Deep phylogeny involving arthropod lineages is difficult to recover because the erosion of phylogenetic signals over time leads to unreliable multiple sequence alignment (MSA) and subsequent phylogenetic reconstruction. One way to alleviate the problem is to assemble a large number of gene sequences to compensate for the weakness in each individual gene. Such an approach has led to many robustly supported but contradictory phylogenies. A close examination shows that the supermatrix approach often suffers from two shortcomings. The first is that MSA is rarely checked for reliability and, as will be illustrated, can be poor. The second is that, to alleviate the problem of homoplasy at the third codon position of protein-coding genes due to convergent evolution of nucleotide frequencies, phylogeneticists may remove or degenerate the third codon position but may do it improperly and introduce new biases. We performed extensive reanalysis of one of such “big data” sets to highlight these two problems, and demonstrated the power and benefits of correcting or alleviating these problems. Our results support a new group with Xiphosura and Arachnopulmonata (Tetrapulmonata + Scorpiones) as sister taxa. This favors a new hypothesis in which the ancestor of Xiphosura and the extinct Eurypterida (sea scorpions, of which many later forms lived in brackish or freshwater) returned to the sea after the initial chelicerate invasion of land. Our phylogeny is supported even with the original data but processed with a new “principled” codon degeneration. We also show that removing the 1673 codon sites with both AGN and UCN codons (encoding serine) in our alignment can partially reconcile discrepancies between nucleotide-based and AA-based tree, partly because two sequences, one with AGN and the other with UCN, would be identical at the amino acid level but quite different at the nucleotide level.

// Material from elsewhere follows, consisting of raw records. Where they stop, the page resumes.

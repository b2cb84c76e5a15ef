//! Process-local connection store.
//!
//! Capacity is only enforced within this process. Expiry is evaluated
//! lazily against the injected [`Clock`].

use async_trait::async_trait;
use chrono::{DateTime, Utc};
use dashmap::DashMap;
use dashmap::mapref::entry::Entry;
use std::collections::HashMap;
use std::sync::Arc;
use std::time::Duration;

use super::cache::{ConnectionCache, TrackOutcome};
use crate::clock::Clock;
use crate::error::CacheError;

#[derive(Debug)]
struct ActiveSet {
    expires_at: DateTime<Utc>,
    /// user -> marker expiry
    markers: HashMap<String, DateTime<Utc>>,
}

pub struct MemoryConnectionCache {
    rooms: DashMap<String, ActiveSet>,
    clock: Arc<dyn Clock>,
    ttl: chrono::Duration,
}

impl MemoryConnectionCache {
    pub fn new(clock: Arc<dyn Clock>, ttl: Duration) -> Self {
        Self {
            rooms: DashMap::new(),
            clock,
            ttl: chrono::Duration::from_std(ttl).unwrap_or_else(|_| chrono::Duration::days(365)),
        }
    }

    /// Drop the whole set when its own TTL ran out.
    fn purge_expired(&self, room_id: &str, now: DateTime<Utc>) {
        self.rooms
            .remove_if(room_id, |_, set| set.expires_at <= now);
    }
}

#[async_trait]
impl ConnectionCache for MemoryConnectionCache {
    async fn track(
        &self,
        room_id: &str,
        user_id: &str,
        capacity: u32,
    ) -> Result<TrackOutcome, CacheError> {
        let now = self.clock.now();
        self.purge_expired(room_id, now);
        let expires_at = now + self.ttl;

        match self.rooms.entry(room_id.to_string()) {
            Entry::Occupied(mut entry) => {
                let set = entry.get_mut();
                // Heartbeats of others keep the set alive; drop users whose own marker lapsed.
                set.markers.retain(|_, marker| *marker > now);
                let active = set.markers.len() as u64;
                if capacity > 0 && !set.markers.contains_key(user_id) && active >= u64::from(capacity) {
                    return Ok(TrackOutcome::Full { active });
                }
                set.markers.insert(user_id.to_string(), expires_at);
                set.expires_at = expires_at;
                Ok(TrackOutcome::Tracked {
                    active: set.markers.len() as u64,
                })
            }
            Entry::Vacant(entry) => {
                let mut markers = HashMap::new();
                markers.insert(user_id.to_string(), expires_at);
                entry.insert(ActiveSet {
                    expires_at,
                    markers,
                });
                Ok(TrackOutcome::Tracked { active: 1 })
            }
        }
    }

    async fn remove(&self, room_id: &str, user_id: &str) -> Result<(), CacheError> {
        if let Some(mut set) = self.rooms.get_mut(room_id) {
            set.markers.remove(user_id);
        }
        self.rooms.remove_if(room_id, |_, set| set.markers.is_empty());
        Ok(())
    }

    async fn count(&self, room_id: &str) -> Result<u64, CacheError> {
        self.purge_expired(room_id, self.clock.now());
        Ok(self
            .rooms
            .get(room_id)
            .map_or(0, |set| set.markers.len() as u64))
    }

    async fn members(&self, room_id: &str) -> Result<Vec<String>, CacheError> {
        self.purge_expired(room_id, self.clock.now());
        Ok(self
            .rooms
            .get(room_id)
            .map(|set| set.markers.keys().cloned().collect())
            .unwrap_or_default())
    }

    async fn contains(&self, room_id: &str, user_id: &str) -> Result<bool, CacheError> {
        self.purge_expired(room_id, self.clock.now());
        Ok(self
            .rooms
            .get(room_id)
            .is_some_and(|set| set.markers.contains_key(user_id)))
    }

    async fn refresh(&self, room_id: &str, user_id: &str) -> Result<bool, CacheError> {
        let now = self.clock.now();
        self.purge_expired(room_id, now);
        let Some(mut set) = self.rooms.get_mut(room_id) else {
            return Ok(false);
        };
        let expires_at = now + self.ttl;
        match set.markers.get_mut(user_id) {
            Some(marker) => {
                *marker = expires_at;
                set.expires_at = expires_at;
                Ok(true)
            }
            None => Ok(false),
        }
    }

    async fn cleanup(&self, room_id: &str) -> Result<usize, CacheError> {
        let now = self.clock.now();
        self.purge_expired(room_id, now);
        let removed = match self.rooms.get_mut(room_id) {
            Some(mut set) => {
                let before = set.markers.len();
                set.markers.retain(|_, expires_at| *expires_at > now);
                before - set.markers.len()
            }
            None => 0,
        };
        self.rooms.remove_if(room_id, |_, set| set.markers.is_empty());
        Ok(removed)
    }
}

#[cfg(test)]
mod tests {
    use super::*;
    use crate::clock::ManualClock;

    fn cache() -> (MemoryConnectionCache, ManualClock) {
        let clock = ManualClock::new(Utc::now());
        let cache = MemoryConnectionCache::new(Arc::new(clock.clone()), Duration::from_secs(300));
        (cache, clock)
    }

    #[tokio::test]
    async fn capacity_is_checked_atomically_with_insert() {
        let (cache, _) = cache();
        assert_eq!(
            cache.track("r", "a", 2).await.unwrap(),
            TrackOutcome::Tracked { active: 1 }
        );
        assert_eq!(
            cache.track("r", "b", 2).await.unwrap(),
            TrackOutcome::Tracked { active: 2 }
        );
        assert_eq!(
            cache.track("r", "c", 2).await.unwrap(),
            TrackOutcome::Full { active: 2 }
        );
        // Re-tracking an existing user does not need a free slot.
        assert_eq!(
            cache.track("r", "a", 2).await.unwrap(),
            TrackOutcome::Tracked { active: 2 }
        );
    }

    #[tokio::test]
    async fn zero_capacity_is_unlimited() {
        let (cache, _) = cache();
        for i in 0..50 {
            cache.track("r", &format!("u{i}"), 0).await.unwrap();
        }
        assert_eq!(cache.count("r").await.unwrap(), 50);
    }

    #[tokio::test]
    async fn remove_frees_a_slot() {
        let (cache, _) = cache();
        cache.track("r", "a", 1).await.unwrap();
        cache.remove("r", "a").await.unwrap();
        assert!(!cache.contains("r", "a").await.unwrap());
        assert_eq!(
            cache.track("r", "b", 1).await.unwrap(),
            TrackOutcome::Tracked { active: 1 }
        );
    }

    #[tokio::test]
    async fn whole_set_expires_without_heartbeats() {
        let (cache, clock) = cache();
        cache.track("r", "a", 0).await.unwrap();
        clock.advance(chrono::Duration::seconds(301));
        assert_eq!(cache.count("r").await.unwrap(), 0);
        assert!(!cache.refresh("r", "a").await.unwrap());
    }

    #[tokio::test]
    async fn cleanup_drops_members_with_expired_markers() {
        let (cache, clock) = cache();
        cache.track("r", "a", 0).await.unwrap();
        clock.advance(chrono::Duration::seconds(200));
        cache.track("r", "b", 0).await.unwrap();
        clock.advance(chrono::Duration::seconds(200));

        // The set TTL was pushed by b, but a's marker is gone.
        assert_eq!(cache.count("r").await.unwrap(), 2);
        assert_eq!(cache.cleanup("r").await.unwrap(), 1);
        assert_eq!(cache.members("r").await.unwrap(), vec!["b".to_string()]);
    }

    #[tokio::test]
    async fn lapsed_user_does_not_hold_a_slot() {
        let (cache, clock) = cache();
        cache.track("r", "a", 2).await.unwrap();
        cache.track("r", "b", 2).await.unwrap();
        // a never heartbeats again; b does, which keeps the set alive.
        for _ in 0..10 {
            clock.advance(chrono::Duration::seconds(100));
            assert!(cache.refresh("r", "b").await.unwrap());
        }
        assert_eq!(
            cache.track("r", "c", 2).await.unwrap(),
            TrackOutcome::Tracked { active: 2 }
        );
        let mut members = cache.members("r").await.unwrap();
        members.sort();
        assert_eq!(members, vec!["b".to_string(), "c".to_string()]);
    }

    #[tokio::test]
    async fn refresh_extends_marker() {
        let (cache, clock) = cache();
        cache.track("r", "a", 0).await.unwrap();
        clock.advance(chrono::Duration::seconds(250));
        assert!(cache.refresh("r", "a").await.unwrap());
        clock.advance(chrono::Duration::seconds(250));
        assert_eq!(cache.cleanup("r").await.unwrap(), 0);
        assert!(cache.contains("r", "a").await.unwrap());
    }
}
//! Connection admission control.
//!
//! Every new connection passes three gates in order before any per-connection
//! resource is allocated:
//!
//! 1. the global token bucket (only when `rate_limit_per_second > 0`),
//! 2. the total connection cap,
//! 3. the per-origin cap (only when `max_connections_per_origin > 0`).
//!
//! Slots are reserved atomically, so concurrent connects cannot overshoot
//! either cap, and a refused connection leaves every counter as it was.
//! Accepted connections hold an [`AdmissionPermit`] that gives the slot back
//! when dropped.

mod liveness;
mod pool;

pub use liveness::{LivenessProbe, LivenessSettings, PingSink};
pub use pool::{BufferPool, PooledBuffer};

use dashmap::DashMap;
use dashmap::mapref::entry::Entry;
use governor::{Quota, RateLimiter};
use std::net::IpAddr;
use std::num::NonZeroU32;
use std::sync::Arc;
use std::sync::atomic::{AtomicU32, Ordering};
use tokio_tungstenite::tungstenite::protocol::WebSocketConfig;
use tracing::{debug, warn};

use crate::config::ConnectionConfig;
use crate::error::AdmissionError;
use crate::metrics;

/// Type alias for governor's direct rate limiter.
type DirectRateLimiter = governor::DefaultDirectRateLimiter;

pub struct ConnectionAdmission {
    config: Arc<ConnectionConfig>,
    total: AtomicU32,
    per_origin: DashMap<IpAddr, u32>,
    limiter: Option<DirectRateLimiter>,
    buffers: Arc<BufferPool>,
}

impl ConnectionAdmission {
    pub fn new(config: Arc<ConnectionConfig>) -> Self {
        let limiter = NonZeroU32::new(config.rate_limit_per_second).map(|rate| {
            let burst = NonZeroU32::new(config.rate_burst).unwrap_or(rate);
            RateLimiter::direct(Quota::per_second(rate).allow_burst(burst))
        });
        let buffers = BufferPool::new(config.write_buffer_size, config.write_buffer_pool_size);
        Self {
            config,
            total: AtomicU32::new(0),
            per_origin: DashMap::new(),
            limiter,
            buffers,
        }
    }

    pub fn config(&self) -> &ConnectionConfig {
        &self.config
    }

    /// Run the gates for a connection from `origin` and reserve its slots.
    ///
    /// Callers that use this directly must pair every `Ok` with exactly one
    /// [`remove_connection`](Self::remove_connection); prefer [`admit`](Self::admit).
    pub fn handle_new_connection(&self, origin: IpAddr) -> Result<(), AdmissionError> {
        let result = self.try_reserve(origin);
        match &result {
            Ok(()) => metrics::connection_opened(),
            Err(e) => {
                metrics::record_admission_rejected(e.error_code());
                debug!(%origin, reason = e.error_code(), "connection refused");
            }
        }
        result
    }

    fn try_reserve(&self, origin: IpAddr) -> Result<(), AdmissionError> {
        if let Some(limiter) = &self.limiter
            && limiter.check().is_err()
        {
            return Err(AdmissionError::RateLimited);
        }

        let max = self.config.max_connections;
        self.total
            .fetch_update(Ordering::AcqRel, Ordering::Acquire, |n| (n < max).then_some(n + 1))
            .map_err(|_| AdmissionError::OverCapacity)?;

        if self.config.origin_limited() && !self.reserve_origin(origin) {
            self.total.fetch_sub(1, Ordering::AcqRel);
            return Err(AdmissionError::OverCapacityForOrigin);
        }
        Ok(())
    }

    /// Reserve a per-origin slot inside the map entry.
    fn reserve_origin(&self, origin: IpAddr) -> bool {
        let limit = self.config.max_connections_per_origin;
        match self.per_origin.entry(origin) {
            Entry::Occupied(mut entry) => {
                if *entry.get() >= limit {
                    return false;
                }
                *entry.get_mut() += 1;
                true
            }
            Entry::Vacant(entry) => {
                entry.insert(1);
                true
            }
        }
    }

    /// Give back the slots taken by [`handle_new_connection`](Self::handle_new_connection).
    pub fn remove_connection(&self, origin: IpAddr) {
        let released = self
            .total
            .fetch_update(Ordering::AcqRel, Ordering::Acquire, |n| n.checked_sub(1));
        if released.is_err() {
            warn!(%origin, "connection released more often than admitted");
            return;
        }
        metrics::connection_closed();

        if self.config.origin_limited()
            && let Entry::Occupied(mut entry) = self.per_origin.entry(origin)
        {
            if *entry.get() <= 1 {
                entry.remove();
            } else {
                *entry.get_mut() -= 1;
            }
        }
    }

    /// Admit a connection and tie the slot to the returned permit.
    pub fn admit(self: &Arc<Self>, origin: IpAddr) -> Result<AdmissionPermit, AdmissionError> {
        self.handle_new_connection(origin)?;
        Ok(AdmissionPermit {
            admission: Arc::clone(self),
            origin,
        })
    }

    pub fn active_connections(&self) -> u32 {
        self.total.load(Ordering::Acquire)
    }

    pub fn connections_for(&self, origin: IpAddr) -> u32 {
        self.per_origin.get(&origin).map_or(0, |n| *n)
    }

    pub fn buffers(&self) -> &Arc<BufferPool> {
        &self.buffers
    }

    /// Protocol settings for accepted WebSocket streams.
    pub fn websocket_config(&self) -> WebSocketConfig {
        let mut ws = WebSocketConfig::default();
        ws.write_buffer_size = self.config.write_buffer_size;
        // Must stay above write_buffer_size or every write errors.
        ws.max_write_buffer_size = self.config.write_buffer_size.saturating_mul(16).max(1);
        ws
    }

    pub fn liveness_settings(&self) -> LivenessSettings {
        LivenessSettings {
            ping_interval: self.config.ping_interval(),
            pong_wait: self.config.pong_wait(),
            write_timeout: self.config.write_timeout(),
        }
    }

    /// Start pinging through `sink`. The probe stops itself when a ping
    /// fails or the pong deadline passes; [`LivenessProbe::stop`] joins it.
    pub fn spawn_liveness_probe(&self, sink: Arc<dyn PingSink>) -> LivenessProbe {
        LivenessProbe::spawn(sink, self.liveness_settings())
    }
}

/// One admitted connection. Dropping it releases the slots exactly once.
pub struct AdmissionPermit {
    admission: Arc<ConnectionAdmission>,
    origin: IpAddr,
}

impl AdmissionPermit {
    pub fn origin(&self) -> IpAddr {
        self.origin
    }
}

impl Drop for AdmissionPermit {
    fn drop(&mut self) {
        self.admission.remove_connection(self.origin);
    }
}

涉及节肢动物谱系的深层系统发育很难恢复，因为随着时间的流逝，系统发生信号的侵蚀会导致不可靠的多序列比对（MSA）和后续的系统发生重建。减轻问题的一种方法是组装大量的基因序列，以补偿每个单独基因的弱点。这种方法导致了许多强有力的支持但相互矛盾的系统发育。仔细检查表明，超级矩阵方法通常有两个缺点。首先是，很少会检查MSA的可靠性，并且可能会很差。第二个是，为了缓解由于核苷酸频率的趋同进化而导致的蛋白质编码基因第三个密码子位置的同质性问题，系统发育学家可能会删除或简并第三个密码子位置，但可能做错了并引入了新的偏见。我们对其中一个“大数据”集进行了广泛的重新分析，以突出显示这两个问题，并展示了纠正或缓解这些问题的能力和好处。我们的结果支持了一个以Xiphosura和Arachnopulmonata（Tetrapulmonata + Scorpiones）作为姊妹类群的新小组。这支持了一种新的假设，在这种假设中，Xiphosura的祖先和灭绝的Eurypterida（海蝎，其中许多后来的形态都生活在微咸的或淡水中）在最初的螯合物入侵土地后又返回了大海。即使有原始数据，我们的系统发育也得到支持，但通过新的“原理”密码子变性处理了系统发育。